--- RECORDS FOR PROCESSING Enclosed Below ---

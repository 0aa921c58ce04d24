pub mod config;
pub mod repository;
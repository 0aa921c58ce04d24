use std::num::NonZeroU32;

use snafu::prelude::*;

const fn non_zero(value: u32) -> NonZeroU32 {
    match NonZeroU32::new(value) {
        Some(value) => value,
        None => panic!("constant must be non-zero"),
    }
}

/// The configured length of one focus or break phase, in whole minutes.
#[derive(Debug, Clone, Copy, PartialEq, Eq, PartialOrd, Ord)]
pub struct PhaseDuration(NonZeroU32);

impl PhaseDuration {
    pub const DEFAULT_FOCUS: Self = Self(non_zero(25));
    pub const DEFAULT_SHORT_BREAK: Self = Self(non_zero(5));
    pub const DEFAULT_LONG_BREAK: Self = Self(non_zero(15));

    /// Try to create a [`PhaseDuration`] from a number of minutes.
    ///
    /// # Errors
    ///
    /// This function will return an error if the integer is zero.
    pub fn try_new(minutes: u32) -> Result<Self, TryNewPhaseDurationError> {
        let minutes = NonZeroU32::new(minutes).context(ZeroSnafu)?;
        Ok(Self(minutes))
    }

    /// Returns the length in minutes.
    pub fn minutes(&self) -> u32 {
        self.0.get()
    }

    /// Returns the length in seconds, the unit the countdown works in.
    pub fn seconds(&self) -> u32 {
        self.0.get().saturating_mul(60)
    }
}

impl TryFrom<u32> for PhaseDuration {
    type Error = TryNewPhaseDurationError;

    fn try_from(value: u32) -> Result<Self, Self::Error> {
        Self::try_new(value)
    }
}

/// An error type of creating a [`PhaseDuration`].
#[derive(Debug, Clone, Snafu, PartialEq, Eq)]
#[non_exhaustive]
pub enum TryNewPhaseDurationError {
    #[snafu(display("Duration must be greater than zero minutes"))]
    #[non_exhaustive]
    Zero,
}

/// How many focus phases complete before a break becomes a long one.
#[derive(Debug, Clone, Copy, PartialEq, Eq)]
pub struct LongBreakInterval(NonZeroU32);

impl LongBreakInterval {
    pub const DEFAULT: Self = Self(non_zero(4));

    /// Try to create a [`LongBreakInterval`].
    ///
    /// # Errors
    ///
    /// This function will return an error if the interval is zero.
    pub fn try_new(cycles: u32) -> Result<Self, TryNewLongBreakIntervalError> {
        let cycles = NonZeroU32::new(cycles).context(ZeroIntervalSnafu)?;
        Ok(Self(cycles))
    }

    /// Returns the number of focus phases in one long-break period.
    pub fn get(&self) -> u32 {
        self.0.get()
    }

    /// Returns `true` if the break following the given completed cycle is a
    /// long one.
    pub fn is_long_break_after(&self, cycles: u32) -> bool {
        cycles % self.0.get() == 0
    }
}

impl TryFrom<u32> for LongBreakInterval {
    type Error = TryNewLongBreakIntervalError;

    fn try_from(value: u32) -> Result<Self, Self::Error> {
        Self::try_new(value)
    }
}

/// An error type of creating a [`LongBreakInterval`].
#[derive(Debug, Clone, Snafu, PartialEq, Eq)]
#[non_exhaustive]
pub enum TryNewLongBreakIntervalError {
    #[snafu(display("Long break interval must be at least one session"))]
    #[non_exhaustive]
    ZeroInterval,
}

#[cfg(test)]
mod tests {
    use super::*;

    #[test]
    fn phase_duration_try_new() {
        let duration = PhaseDuration::try_new(25).unwrap();
        assert_eq!(duration.minutes(), 25);
        assert_eq!(duration.seconds(), 1500);
        assert_eq!(
            PhaseDuration::try_new(0),
            Err(TryNewPhaseDurationError::Zero),
        );
    }

    #[test]
    fn phase_duration_try_from() {
        assert_eq!(5.try_into(), Ok(PhaseDuration::try_new(5).unwrap()));
        assert_eq!(
            0.try_into(),
            Err::<PhaseDuration, TryNewPhaseDurationError>(TryNewPhaseDurationError::Zero)
        );
    }

    #[test]
    fn long_break_interval_boundary() {
        let interval = LongBreakInterval::try_new(4).unwrap();
        let long: Vec<u32> = (1..=12)
            .filter(|cycles| interval.is_long_break_after(*cycles))
            .collect();
        assert_eq!(long, vec![4, 8, 12]);
        assert_eq!(
            LongBreakInterval::try_new(0),
            Err(TryNewLongBreakIntervalError::ZeroInterval),
        );
    }
}
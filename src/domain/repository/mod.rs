pub mod duration;
pub mod message;
pub mod profile;
pub mod score;

pub use duration::{DurationRepository, GetDurationError};
pub use message::{GetMessageError, MessageRepository};
pub use profile::{ProfileRepository, ProfileRepositoryError};
pub use score::{GetScoreError, ScoreRepository};
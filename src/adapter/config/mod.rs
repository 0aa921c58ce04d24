mod content;
mod reader;

use std::path::Path;

pub use content::{Configuration, DurationSection, MessageSection, PointsSection};
pub use reader::{ReadContentError, DEFAULT_CONTENT};

use snafu::prelude::*;
use toml::de::Error as DeError;

use crate::utils::xdg::{Xdg, XdgBaseKind, XdgError};

use reader::ContentReader;

/// An error type for loading configuration from files.
#[derive(Debug, Snafu, Clone)]
#[non_exhaustive]
pub enum LoadConfigurationError {
    #[snafu(display("Could not resolve XDG configuration directory"))]
    XdgConfig { source: XdgError },
    #[snafu(display("Could not read content from file"))]
    Read { source: ReadContentError },
    #[snafu(display("Could not parse invalid configurations"))]
    Parse { source: DeError },
}

/// Read configuration from given path. Optionally create one from default
/// template if it doesn't exists.
///
/// # Errors
///
/// This function will return an error if reading content from file fails or
/// parsing configuration fails.
pub fn load<P: AsRef<Path>>(
    path: P,
    create_new: bool,
) -> Result<Configuration, LoadConfigurationError> {
    let content = ContentReader::new(path.as_ref(), create_new)
        .read()
        .context(ReadSnafu)?;
    toml::from_str(&content).context(ParseSnafu)
}

/// Read configuration from a custom path. This won't create any new file.
///
/// # Errors
///
/// This function will return an error if reading content from file fails or
/// parsing configuration fails.
pub fn load_with_path<P: AsRef<Path>>(path: P) -> Result<Configuration, LoadConfigurationError> {
    load(path, false)
}

/// Read configuration from XDG configuration directory. Create one from default
/// template if it doesn't exists.
///
/// # Errors
///
/// This function will return an error if reading content from file fails or
/// parsing configuration fails.
pub fn load_with_xdg(app_name: &str) -> Result<Configuration, LoadConfigurationError> {
    let path = Xdg::new(app_name)
        .and_then(|xdg| xdg.resolve_create(XdgBaseKind::Config, "config.toml"))
        .context(XdgConfigSnafu)?;
    load(path, true)
}
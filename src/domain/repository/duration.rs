use std::error::Error as StdError;

use snafu::prelude::*;

use crate::domain::entity::duration::{
    LongBreakInterval, PhaseDuration, TryNewLongBreakIntervalError, TryNewPhaseDurationError,
};

/// An abstract interface for accessing phase durations and the break cadence.
#[cfg_attr(test, mockall::automock)]
#[async_trait::async_trait]
pub trait DurationRepository: Send + Sync + 'static {
    /// Get duration of a focus phase.
    ///
    /// # Errors
    ///
    /// This function will return an error if failed to get the duration.
    async fn focus_duration(&self) -> Result<PhaseDuration, GetDurationError>;

    /// Get duration of a regular break.
    ///
    /// # Errors
    ///
    /// This function will return an error if failed to get the duration.
    async fn short_break_duration(&self) -> Result<PhaseDuration, GetDurationError>;

    /// Get duration of the break granted every few focus phases.
    ///
    /// # Errors
    ///
    /// This function will return an error if failed to get the duration.
    async fn long_break_duration(&self) -> Result<PhaseDuration, GetDurationError>;

    /// Get how many focus phases make up one long-break period.
    ///
    /// # Errors
    ///
    /// This function will return an error if failed to get the interval.
    async fn long_break_interval(&self) -> Result<LongBreakInterval, GetDurationError>;
}

/// An error type of accessing the repository of [`PhaseDuration`]s.
#[derive(Debug, Snafu)]
#[non_exhaustive]
pub enum GetDurationError {
    #[snafu(display("Could not create an invalid duration"))]
    #[non_exhaustive]
    Invalid { source: TryNewPhaseDurationError },
    #[snafu(display("Could not create an invalid long break interval"))]
    #[non_exhaustive]
    InvalidInterval {
        source: TryNewLongBreakIntervalError,
    },
    #[snafu(whatever, display("Load duration failed: {message}"))]
    #[non_exhaustive]
    Unknown {
        message: String,
        #[snafu(source(from(Box<dyn StdError + Send + Sync>, Some)))]
        source: Option<Box<dyn StdError + Send + Sync>>,
    },
}

#[cfg(test)]
mod tests {
    use super::*;

    #[tokio::test]
    async fn duration_repository_get() {
        let mock = init_mock();

        assert_eq!(
            mock.focus_duration().await.unwrap(),
            PhaseDuration::try_new(25).unwrap()
        );
        assert!(matches!(
            mock.long_break_interval().await,
            Err(GetDurationError::InvalidInterval { .. })
        ));
        assert!(mock.short_break_duration().await.is_err());
    }

    fn init_mock() -> MockDurationRepository {
        let mut mock = MockDurationRepository::new();
        mock.expect_focus_duration()
            .returning(|| Ok(PhaseDuration::try_new(25).unwrap()));
        mock.expect_short_break_duration()
            .returning(|| whatever!("error"));
        mock.expect_long_break_interval().returning(|| {
            LongBreakInterval::try_new(0).context(InvalidIntervalSnafu)
        });
        mock
    }
}
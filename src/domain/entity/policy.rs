use crate::domain::entity::duration::{LongBreakInterval, PhaseDuration};

/// Tuning values for phase lengths, break escalation and scoring.
#[derive(Debug, Clone, Copy, PartialEq, Eq)]
pub struct TimerPolicy {
    pub focus: PhaseDuration,
    pub short_break: PhaseDuration,
    pub long_break: PhaseDuration,
    pub long_break_interval: LongBreakInterval,
    pub base_points: u32,
    pub task_bonus_points: u32,
}

impl TimerPolicy {
    /// Points earned for one completed focus phase.
    pub fn points_for(&self, linked_task: bool) -> u32 {
        let bonus = if linked_task { self.task_bonus_points } else { 0 };
        self.base_points.saturating_add(bonus)
    }

    /// The break that follows the `cycles`-th completed focus phase.
    pub fn break_after(&self, cycles: u32) -> PhaseDuration {
        if self.long_break_interval.is_long_break_after(cycles) {
            self.long_break
        } else {
            self.short_break
        }
    }
}

impl Default for TimerPolicy {
    fn default() -> Self {
        Self {
            focus: PhaseDuration::DEFAULT_FOCUS,
            short_break: PhaseDuration::DEFAULT_SHORT_BREAK,
            long_break: PhaseDuration::DEFAULT_LONG_BREAK,
            long_break_interval: LongBreakInterval::DEFAULT,
            base_points: 25,
            task_bonus_points: 10,
        }
    }
}

#[cfg(test)]
mod tests {
    use super::*;

    #[test]
    fn default_policy() {
        let policy = TimerPolicy::default();
        assert_eq!(policy.focus.minutes(), 25);
        assert_eq!(policy.short_break.minutes(), 5);
        assert_eq!(policy.long_break.minutes(), 15);
        assert_eq!(policy.long_break_interval.get(), 4);
    }

    #[test]
    fn points_formula() {
        let policy = TimerPolicy::default();
        assert_eq!(policy.points_for(true), 35);
        assert_eq!(policy.points_for(false), 25);
    }

    #[test]
    fn break_escalation() {
        let policy = TimerPolicy::default();
        for cycles in 1..=12 {
            let expected = if cycles % 4 == 0 { 15 } else { 5 };
            assert_eq!(policy.break_after(cycles).minutes(), expected, "cycle {cycles}");
        }
    }
}
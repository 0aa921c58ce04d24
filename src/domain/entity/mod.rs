pub mod duration;
pub mod event;
pub mod message;
pub mod phase;
pub mod policy;
pub mod profile;
pub mod session;
pub mod snapshot;

pub use duration::{LongBreakInterval, PhaseDuration};
pub use event::DomainEvent;
pub use message::{NoticeMessage, NoticeMessages};
pub use phase::SessionPhase;
pub use policy::TimerPolicy;
pub use profile::Profile;
pub use session::{ActiveSession, TaskRef};
pub use snapshot::TimerSnapshot;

--- End of Enclosed RECORDS FOR PROCESSING ---

_HOW TO COMPLETE THIS TASK_:
Tell how many lines of the records above hold "filename", giving the number and nothing else.

_SOLUTION TO THE PROBLEM_:
5